:: Extracted data ::

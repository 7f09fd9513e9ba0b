//! TUI module for transpose
//!
//! Draws transport, key and analysis panels and maps keys onto the deck.

mod harmonic;
mod spectrum;
mod transport;
mod waveform;

use std::time::Duration;

use color_eyre::eyre::Result as EyreResult;
use crossbeam_channel::{Receiver, Sender};
use crossterm::event::{self, Event, KeyCode, KeyEventKind};
use ratatui::{
    layout::{Constraint, Direction, Layout},
    style::{Color, Style},
    widgets::Paragraph,
    DefaultTerminal, Frame,
};
use rtrb::Consumer;

use saavy_transpose::{
    engine::{EngineEvent, LoadRequest, TickOutcome, TransportState},
    harmonic::{LinkState, OctaveShift},
    key::Key,
};

use super::app::{LoadJob, LoadResult, SharedDeck};

use harmonic::render_harmonic;
use spectrum::render_spectrum;
use transport::render_transport;
use waveform::render_waveform;

/// Scope window length in samples
const SCOPE_SIZE: usize = 1024;
const SEEK_STEP: f64 = 5.0;
const TEMPO_STEP: f32 = 0.05;

/// Everything a frame draws, copied out of the deck under one lock.
#[derive(Clone, Debug, Default)]
pub struct View {
    pub title: String,
    pub state: TransportState,
    pub position_seconds: f64,
    pub duration_seconds: f64,
    pub percent: f64,
    pub tempo: f32,
    pub gain_db: f32,
    pub original_key: String,
    pub target_key: String,
    pub pitch: i32,
    pub link: Option<LinkState>,
    /// (frequency Hz, level dB)
    pub spectrum: Vec<(f64, f64)>,
}

pub struct UiApp {
    deck: SharedDeck,
    scope_rx: Consumer<f32>,
    jobs: Sender<LoadJob>,
    results: Receiver<LoadResult>,
    sample_rate: f32,
    scope: Vec<f32>,
    view: View,
    status: Option<String>,
    should_quit: bool,
}

impl UiApp {
    pub fn new(
        deck: SharedDeck,
        scope_rx: Consumer<f32>,
        jobs: Sender<LoadJob>,
        results: Receiver<LoadResult>,
        sample_rate: f32,
    ) -> Self {
        Self {
            deck,
            scope_rx,
            jobs,
            results,
            sample_rate,
            scope: vec![0.0; SCOPE_SIZE],
            view: View::default(),
            status: Some("loading...".to_string()),
            should_quit: false,
        }
    }

    /// Run the UI event loop
    pub fn run(mut self, terminal: &mut DefaultTerminal) -> EyreResult<()> {
        while !self.should_quit {
            self.poll_scope();
            self.update();

            terminal.draw(|frame| self.render(frame))?;

            // Handle keyboard input (non-blocking, ~60fps)
            if event::poll(Duration::from_millis(16))? {
                if let Event::Key(key) = event::read()? {
                    if key.kind == KeyEventKind::Press {
                        self.handle_key(key.code);
                    }
                }
            }
        }

        Ok(())
    }

    fn poll_scope(&mut self) {
        while let Ok(sample) = self.scope_rx.pop() {
            self.scope.push(sample);
        }
        if self.scope.len() > SCOPE_SIZE {
            let excess = self.scope.len() - SCOPE_SIZE;
            self.scope.drain(0..excess);
        }
    }

    /// Commit finished loads, drive the progress clock and refresh the view.
    fn update(&mut self) {
        let Ok(mut deck) = self.deck.lock() else {
            self.should_quit = true;
            return;
        };

        while let Ok(done) = self.results.try_recv() {
            if let Err(err) = deck.engine_mut().finish_load(done.token, done.result) {
                self.status = Some(format!("audio unavailable: {err}"));
            }
        }

        if let Some(TickOutcome::Ended) = deck.engine_mut().poll() {
            log::debug!("end of media");
        }
        for event in deck.engine_mut().drain_events() {
            self.status = match event {
                EngineEvent::Loaded { duration_seconds, .. } => {
                    Some(format!("loaded {duration_seconds:.1}s"))
                }
                EngineEvent::LoadFailed { message, .. } => Some(format!("audio unavailable: {message}")),
                EngineEvent::Ended => Some("end of song".to_string()),
                EngineEvent::Stopped => None,
            };
        }

        let engine = deck.engine();
        let progress = engine.progress();
        let song = deck.current_song();
        let effective = deck.effective();
        let bin_hz = engine
            .analysis()
            .map(|a| {
                let size = (a.spectrum_db.len() * 2).max(1) as f64;
                let hz = self.sample_rate as f64 / size;
                a.spectrum_db
                    .iter()
                    .enumerate()
                    .skip(1)
                    .map(|(i, &db)| (i as f64 * hz, db as f64))
                    .collect()
            })
            .unwrap_or_default();

        self.view = View {
            title: song.as_ref().map(|s| s.title.clone()).unwrap_or_default(),
            state: engine.state(),
            position_seconds: progress.position_seconds,
            duration_seconds: progress.duration_seconds,
            percent: progress.progress_percent(),
            tempo: engine.current_tempo(),
            gain_db: engine.parameters().gain_db,
            original_key: song.as_ref().map(|s| s.original_key().to_string()).unwrap_or_default(),
            target_key: effective
                .map(|t| t.target_key.to_string())
                .unwrap_or_else(|| Key::TBC.to_string()),
            pitch: effective.map(|t| t.pitch).unwrap_or(0),
            link: deck.link_state(),
            spectrum: bin_hz,
        };
    }

    /// Handle keyboard input
    fn handle_key(&mut self, key: KeyCode) {
        if matches!(key, KeyCode::Char('q') | KeyCode::Char('Q') | KeyCode::Esc) {
            self.should_quit = true;
            return;
        }

        let Ok(mut deck) = self.deck.lock() else {
            self.should_quit = true;
            return;
        };
        let pitch = self.view.pitch;
        let linked = self.view.link != Some(LinkState::Unlinked);

        let result: Result<(), String> = match key {
            KeyCode::Char(' ') => deck.engine_mut().toggle_playback().map_err(|e| e.to_string()),
            KeyCode::Char('s') | KeyCode::Char('S') => deck.engine_mut().stop().map_err(|e| e.to_string()),
            KeyCode::Left | KeyCode::Right => {
                let step = if key == KeyCode::Left { -SEEK_STEP } else { SEEK_STEP };
                let target = (self.view.percent + step).clamp(0.0, 100.0);
                deck.engine_mut().seek(target).map_err(|e| e.to_string())
            }
            KeyCode::Char('+') | KeyCode::Char('=') => {
                deck.set_pitch(pitch + 1).map(|_| ()).map_err(|e| e.to_string())
            }
            KeyCode::Char('-') => deck.set_pitch(pitch - 1).map(|_| ()).map_err(|e| e.to_string()),
            KeyCode::Char('O') => deck.shift_octave(OctaveShift::Up).map(|_| ()).map_err(|e| e.to_string()),
            KeyCode::Char('o') => deck.shift_octave(OctaveShift::Down).map(|_| ()).map_err(|e| e.to_string()),
            KeyCode::Char(']') | KeyCode::Char('[') => {
                let step = if key == KeyCode::Char(']') { TEMPO_STEP } else { -TEMPO_STEP };
                let tempo = ((self.view.tempo + step) * 100.0).round() / 100.0;
                deck.engine_mut().set_tempo(tempo).map_err(|e| e.to_string())
            }
            KeyCode::Char('k') | KeyCode::Char('K') => {
                let preference = deck.sync().policy().key_preference;
                let next = deck
                    .effective()
                    .map(|t| t.target_key.transposed(1, preference).to_string());
                match next {
                    Some(next) => deck.set_target_key(&next).map(|_| ()).map_err(|e| e.to_string()),
                    None => Err("no song loaded".to_string()),
                }
            }
            KeyCode::Char('l') | KeyCode::Char('L') => {
                deck.set_is_pitch_linked(!linked).map(|_| ()).map_err(|e| e.to_string())
            }
            KeyCode::Char('r') | KeyCode::Char('R') => self.reload(&mut deck),
            _ => Ok(()),
        };

        match result {
            Ok(()) => {}
            Err(message) => {
                log::warn!("{message}");
                self.status = Some(message);
            }
        }
    }

    /// Reload the current song from disk on the loader thread.
    fn reload(
        &self,
        deck: &mut saavy_transpose::Deck<saavy_transpose::engine::SystemClock, saavy_transpose::harmonic::MemorySongStore>,
    ) -> Result<(), String> {
        let id = deck.current_id().cloned().ok_or_else(|| "no song loaded".to_string())?;
        deck.unload();
        let (request, source) = deck.begin_song(&id).map_err(|e| e.to_string())?;
        if let LoadRequest::Started(token) = request {
            self.jobs
                .send(LoadJob { token, source })
                .map_err(|e| e.to_string())?;
        }
        Ok(())
    }

    /// Render the UI
    fn render(&self, frame: &mut Frame) {
        let area = frame.area();

        let chunks = Layout::default()
            .direction(Direction::Vertical)
            .constraints([
                Constraint::Length(4), // Transport bar + progress
                Constraint::Length(4), // Key panel
                Constraint::Min(8),    // Spectrum
                Constraint::Length(8), // Scope
                Constraint::Length(1), // Status / help
            ])
            .split(area);

        render_transport(frame, chunks[0], &self.view);
        render_harmonic(frame, chunks[1], &self.view);
        render_spectrum(frame, chunks[2], &self.view.spectrum);
        render_waveform(frame, chunks[3], &self.scope);

        let footer = match &self.status {
            Some(status) => Paragraph::new(format!(" {status}")).style(Style::default().fg(Color::Yellow)),
            None => Paragraph::new(
                " [Space] Play/Pause  [S] Stop  [←/→] Seek  [+/-] Pitch  [O/o] Octave  [ [/] ] Tempo  [K] Key  [L] Link  [R] Reload  [Q] Quit",
            )
            .style(Style::default().fg(Color::DarkGray)),
        };
        frame.render_widget(footer, chunks[4]);
    }
}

:::

**Task goal**
Copy out each line of the data above, exactly, if it lies between the line holding "let result: Result<(), String>" and the line holding "KeyCode::Char('+') | KeyCode::Char('=')", inclusive; copy no other line.

**Problem solution**
        let result: Result<(), String> = match key {
            KeyCode::Char(' ') => deck.engine_mut().toggle_playback().map_err(|e| e.to_string()),
            KeyCode::Char('s') | KeyCode::Char('S') => deck.engine_mut().stop().map_err(|e| e.to_string()),
            KeyCode::Left | KeyCode::Right => {
                let step = if key == KeyCode::Left { -SEEK_STEP } else { SEEK_STEP };
                let target = (self.view.percent + step).clamp(0.0, 100.0);
                deck.engine_mut().seek(target).map_err(|e| e.to_string())
            }
            KeyCode::Char('+') | KeyCode::Char('=') => {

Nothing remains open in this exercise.